According to many financial commentators, a bleak outlook for the Australian economy in 2015 is paving the way for lower interest rates.
In fact some leading economists at the big banks are forecasting two rate cuts in 2015. Meaning, returns from term deposits and savings accounts are likely to get even worse.
Meanwhile a number of Australian companies are expected to pay handsome dividend yields.
For example Coca-Cola Amatil Ltd (ASX: CCL), Ardent Leisure Group (ASX: AAD) and National Australia Bank Ltd (ASX: NAB) offer big dividends yet look cheap and deserve a spot on your watchlist. Deciding whether to buy them is another question entirely.

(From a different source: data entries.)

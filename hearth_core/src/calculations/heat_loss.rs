//! # Room Heat Loss
//!
//! Steady-state conductive loss of a single room through its walls, floor
//! and ceiling.
//!
//! ## Assumptions
//!
//! - Square floor plan: perimeter = 4·√A
//! - Walls on all four sides are exterior walls of one construction
//! - Floor and ceiling have the same area as the footprint
//! - No infiltration, solar gain or thermal mass
//! - Indoor not warmer than outdoor means no loss at all
//!
//! ## Example
//!
//! ```rust
//! use hearth_core::calculations::heat_loss::{calculate, HeatLossInput, RoomSpec};
//!
//! let input = HeatLossInput {
//!     room: RoomSpec { area_m2: 100.0, height_m: 2.5, t_in_c: 22.0, t_out_c: -20.0 },
//!     wall_r: 0.664,
//!     floor_r: 2.5,
//!     ceiling_r: 3.5,
//! };
//! let result = calculate(&input);
//! assert!((result.total_kw - 9.21).abs() < 0.01);
//! ```

use serde::{Deserialize, Serialize};

use crate::equations::{conductive_loss_w, square_perimeter};
use crate::units::{Kilowatts, Watts};

/// Insulated slab on grade, m²·K/W
pub const DEFAULT_FLOOR_R: f64 = 2.5;

/// Insulated attic floor, m²·K/W
pub const DEFAULT_CEILING_R: f64 = 3.5;

/// Room geometry and design temperatures
#[derive(Debug, Clone, Copy, PartialEq, Serialize, Deserialize)]
pub struct RoomSpec {
    /// Floor area, m²
    pub area_m2: f64,
    /// Ceiling height, m
    pub height_m: f64,
    /// Indoor design temperature, °C
    pub t_in_c: f64,
    /// Outdoor design temperature, °C
    pub t_out_c: f64,
}

impl RoomSpec {
    pub fn delta_t(&self) -> f64 {
        self.t_in_c - self.t_out_c
    }

    pub fn perimeter_m(&self) -> f64 {
        square_perimeter(self.area_m2)
    }

    pub fn wall_area_m2(&self) -> f64 {
        self.perimeter_m() * self.height_m
    }

    pub fn volume_m3(&self) -> f64 {
        self.area_m2 * self.height_m
    }
}

/// Input to the heat-loss calculation
#[derive(Debug, Clone, Copy, PartialEq, Serialize, Deserialize)]
pub struct HeatLossInput {
    pub room: RoomSpec,
    /// Wall resistance, m²·K/W
    pub wall_r: f64,
    /// Floor resistance, m²·K/W
    pub floor_r: f64,
    /// Ceiling resistance, m²·K/W
    pub ceiling_r: f64,
}

/// Heat loss with per-surface breakdown
#[derive(Debug, Clone, Copy, PartialEq, Serialize, Deserialize)]
pub struct HeatLossResult {
    /// Indoor minus outdoor, K
    pub delta_t: f64,
    pub perimeter_m: f64,
    pub wall_area_m2: f64,
    /// Loss through walls, W
    pub walls_w: f64,
    /// Loss through floor, W
    pub floor_w: f64,
    /// Loss through ceiling, W
    pub ceiling_w: f64,
    /// Total loss, kW (never negative)
    pub total_kw: f64,
}

/// Calculate room heat loss.
///
/// Returns exactly zero loss when `t_in <= t_out`.
pub fn calculate(input: &HeatLossInput) -> HeatLossResult {
    let room = &input.room;
    let delta_t = room.delta_t();
    let perimeter_m = room.perimeter_m();
    let wall_area_m2 = room.wall_area_m2();

    if delta_t <= 0.0 {
        tracing::debug!(delta_t, "no heating demand");
        return HeatLossResult {
            delta_t,
            perimeter_m,
            wall_area_m2,
            walls_w: 0.0,
            floor_w: 0.0,
            ceiling_w: 0.0,
            total_kw: 0.0,
        };
    }

    let walls = Watts(conductive_loss_w(wall_area_m2, delta_t, input.wall_r));
    let floor = Watts(conductive_loss_w(room.area_m2, delta_t, input.floor_r));
    let ceiling = Watts(conductive_loss_w(room.area_m2, delta_t, input.ceiling_r));
    let total: Kilowatts = (walls + floor + ceiling).into();

    tracing::debug!(
        walls_w = walls.value(),
        floor_w = floor.value(),
        ceiling_w = ceiling.value(),
        total_kw = total.value(),
        "room heat loss"
    );

    HeatLossResult {
        delta_t,
        perimeter_m,
        wall_area_m2,
        walls_w: walls.value(),
        floor_w: floor.value(),
        ceiling_w: ceiling.value(),
        total_kw: total.value(),
    }
}

/// Total heat loss in kW from scalar inputs.
pub fn heat_loss_kw(
    area_m2: f64,
    height_m: f64,
    wall_r: f64,
    floor_r: f64,
    ceiling_r: f64,
    t_in_c: f64,
    t_out_c: f64,
) -> f64 {
    calculate(&HeatLossInput {
        room: RoomSpec {
            area_m2,
            height_m,
            t_in_c,
            t_out_c,
        },
        wall_r,
        floor_r,
        ceiling_r,
    })
    .total_kw
}

#[cfg(test)]
mod tests {
    use super::*;
    use approx::assert_relative_eq;

    fn reference_input() -> HeatLossInput {
        HeatLossInput {
            room: RoomSpec {
                area_m2: 100.0,
                height_m: 2.5,
                t_in_c: 22.0,
                t_out_c: -20.0,
            },
            wall_r: 0.13 + 0.40 / 0.81 + 0.04,
            floor_r: DEFAULT_FLOOR_R,
            ceiling_r: DEFAULT_CEILING_R,
        }
    }

    #[test]
    fn test_reference_room() {
        let result = calculate(&reference_input());
        assert_relative_eq!(result.perimeter_m, 40.0);
        assert_relative_eq!(result.wall_area_m2, 100.0);
        assert_relative_eq!(result.floor_w, 1680.0, epsilon = 1e-9);
        assert_relative_eq!(result.ceiling_w, 1200.0, epsilon = 1e-9);
        assert_relative_eq!(result.walls_w, 6327.0, epsilon = 1.0);
        assert_relative_eq!(result.total_kw, 9.21, epsilon = 0.01);
    }

    #[test]
    fn test_no_loss_without_temperature_difference() {
        for (t_in, t_out) in [(20.0, 20.0), (0.0, 5.0), (10.0, 10.0), (15.0, 30.0)] {
            let loss = heat_loss_kw(100.0, 2.5, 0.66, 2.5, 3.5, t_in, t_out);
            assert_eq!(loss, 0.0);
        }
    }

    #[test]
    fn test_monotonic_in_delta_t() {
        let mut previous = 0.0;
        for t_out in (-50..=10).rev() {
            let loss = heat_loss_kw(80.0, 2.7, 1.2, 2.5, 3.5, 22.0, t_out as f64);
            assert!(loss > previous, "t_out = {}", t_out);
            previous = loss;
        }
    }

    #[test]
    fn test_monotonic_in_each_resistance() {
        let base = calculate(&reference_input()).total_kw;
        let bumps: [fn(&mut HeatLossInput); 3] = [
            |i| i.wall_r *= 1.5,
            |i| i.floor_r *= 1.5,
            |i| i.ceiling_r *= 1.5,
        ];
        for bump in bumps {
            let mut input = reference_input();
            bump(&mut input);
            assert!(calculate(&input).total_kw < base);
        }
    }

    #[test]
    fn test_room_geometry() {
        let room = reference_input().room;
        assert_relative_eq!(room.volume_m3(), 250.0);
        assert_relative_eq!(room.delta_t(), 42.0);
    }
}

Coca-Cola Amatil is the exclusive distributor of Coca-Cola to Australia and select neighbouring countries. It also has the right to distribute Beam branded products until 2023. Despite its reputation as a reliable dividend payer, Coca-Cola Amatil shares look cheap after a vicious selloff in 2014. Whilst there could be some merit in the drop, it looks to be overdone. At today's discount share price, it's also tipped to offer a dividend of 4.4% with partial franking.
Ardent Leisure is the owner of Dreamworld and White Water World theme parks on the Gold Coast, AMF and Kingpin Bowling and Goodlife Health Clubs. Over in the United States, its Main Event business is kicking goals for shareholders and could be a significant contributor to group revenues in coming years. At today's price, there appears to be a healthy margin of safety built in and it's forecast to pay a 5% unfranked dividend in the next year.
For even bigger dividends, NAB looks appealing with a yield of 6% fully franked. However before diving into the stock, investors should consider its troubled past, growth outlook for the future and current valuation. Despite the shares trading on a forecast P/E ratio of just 12, investors are advised to keep their distance.